THROMBOLITE-STROMATOLITE-SPONGE MOUNDS DURING THE CAMBRO-ORDOVICIAN MICROBIALITE RESURGENCE: INSIGHTS FROM THE LOWER ORDOVICIAN FILLMORE FORMATION, HOUSE RANGE, UTAH

Microbial communities superseded metazoans as the primary reef builders in marine environments following the Cambrian extinction of the archaeocyaths. Reef frameworks dominated by skeletal metazoans did not return to prominence until the Early–Middle Ordovician transition, ~40 million years later. The Lower–Middle Ordovician succession near Ibex in western Utah records the later portion of this Cambro-Ordovician microbialite resurgence (Rowland and Shapiro, 2002). Most organic buildups in this succession can be classified as reef mounds based on their dimensions: 1-2 meters in height and 1-3 meters in diameter.
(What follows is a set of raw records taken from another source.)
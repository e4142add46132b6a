//! Property tests for the simulation's clamping and idempotence guarantees.

use critter_core::clock::MINUTE_MS;
use critter_core::{PetConfig, PetIdentity, PetKind, PetSimulation, PetState};
use proptest::prelude::*;

fn arbitrary_state() -> impl Strategy<Value = PetState> {
    (
        0.0..=100.0f64,
        0.0..=100.0f64,
        0i64..=1_000_000_000,
        0u32..=10_000,
    )
        .prop_map(|(hunger, happiness, last_update, age_days)| PetState {
            hunger,
            happiness,
            asleep: false,
            last_update,
            birth: 0,
            age_days,
            droppings: 0,
        })
}

proptest! {
    #[test]
    fn reconcile_keeps_stats_in_range(state in arbitrary_state(), gap_minutes in 0i64..=100_000) {
        let now = state.last_update + gap_minutes * MINUTE_MS;
        let out = PetSimulation::reconcile_on_load(Some(state), &PetConfig::default(), now);
        prop_assert!((0.0..=100.0).contains(&out.hunger));
        prop_assert!((0.0..=100.0).contains(&out.happiness));
        prop_assert_eq!(out.last_update, now);
    }

    #[test]
    fn reconcile_twice_changes_nothing(state in arbitrary_state(), gap_minutes in 0i64..=100_000) {
        let now = state.last_update + gap_minutes * MINUTE_MS;
        let config = PetConfig::default();
        let once = PetSimulation::reconcile_on_load(Some(state), &config, now);
        let twice = PetSimulation::reconcile_on_load(Some(once.clone()), &config, now);
        prop_assert_eq!(once, twice);
    }

    #[test]
    fn ticking_never_escapes_range(state in arbitrary_state(), steps in 1u64..500) {
        let identity = PetIdentity::new(PetKind::Dog, "Prop").unwrap();
        let now = state.last_update;
        let mut sim = PetSimulation::resume(identity, Some(state), PetConfig::default(), now);
        for i in 1..=steps {
            sim.tick(now + (i as i64) * 1_000);
            prop_assert!((0.0..=100.0).contains(&sim.state().hunger));
            prop_assert!((0.0..=100.0).contains(&sim.state().happiness));
        }
    }

    #[test]
    fn age_is_monotone(state in arbitrary_state(), gaps in prop::collection::vec(0i64..=2_000_000_000, 1..20)) {
        let identity = PetIdentity::new(PetKind::Dragon, "Prop").unwrap();
        let mut now = state.last_update;
        let mut sim = PetSimulation::resume(identity, Some(state), PetConfig::default(), now);
        let mut last_age = sim.state().age_days;
        for gap in gaps {
            now += gap;
            sim.tick(now);
            prop_assert!(sim.state().age_days >= last_age);
            last_age = sim.state().age_days;
        }
    }
}
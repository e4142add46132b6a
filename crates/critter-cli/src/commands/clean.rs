//! `critter clean` — tidy the lawn.

use std::path::Path;

use colored::Colorize;

use super::{load_sim, open_store, persist};

pub fn run(dir: Option<&Path>) -> Result<(), String> {
    let store = open_store(dir)?;
    let mut sim = load_sim(&store)?;

    let cleaned = sim.clean_lawn();
    persist(&store, &sim)?;

    if cleaned == 0 {
        println!("  The lawn is already spotless.");
    } else {
        println!(
            "  Cleaned {} dropping{} {}",
            cleaned,
            if cleaned == 1 { "" } else { "s" },
            format!("(happiness {:.0})", sim.state().happiness).dimmed()
        );
    }
    Ok(())
}
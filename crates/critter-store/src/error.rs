//! Error types for the persistence layer.

use std::path::PathBuf;

use thiserror::Error;

/// Result type for store operations.
pub type StoreResult<T> = Result<T, StoreError>;

/// Errors that can occur while reading or writing the save directory.
///
/// Note that a *malformed* saved value is not an error anywhere in this
/// crate: unreadable data is treated as absent and defaults are substituted
/// by the caller. These variants cover genuine IO failures only.
#[derive(Debug, Error)]
pub enum StoreError {
    /// The save directory could not be created or written.
    #[error("cannot access save directory {path}: {source}")]
    Io {
        /// Directory or file that failed.
        path: PathBuf,
        /// Underlying IO error.
        #[source]
        source: std::io::Error,
    },

    /// A value could not be serialized for writing.
    #[error("cannot serialize save data: {0}")]
    Serialize(#[from] serde_json::Error),

    /// No save directory could be resolved for this platform.
    #[error("no data directory available on this platform")]
    NoDataDir,
}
Lithistid demosponges, the primary metazoan reef constituents, become increasingly abundant up-section.

Although some of the Ibex-area mounds are primarily stromatolitic, exhibiting well-defined laminations, most mounds that contain numerous lithistid demosponges do not have distinct macroscopic microbial structures. Instead, the non-skeletal portions of these mounds appear, in outcrop, to be composed of homogeneous micrite. An exception to this occurs in exposures of the lower Fillmore Formation (Lower Ordovician) in the House Range. Here, each of several laterally-adjacent reef mounds is made up of a well-laminated stromatolitic core, ~70 centimeters in height, surrounded by thrombolitic to possibly dendrolitic material. Sponges occur throughout these mounds but are particularly abundant within the thrombolitic portions. Thin sections of the thrombolite reveal numerous irregular fenestrae, clotted and peloidal fabrics, and other features indicative of microbialite microstructures, as well as abundant metazoan skeletal debris. Understanding the conditions that promoted the development of these thrombolite-stromatolite-sponge mounds—and inhibited the development of similar mounds elsewhere in the succession—is a goal of our ongoing research.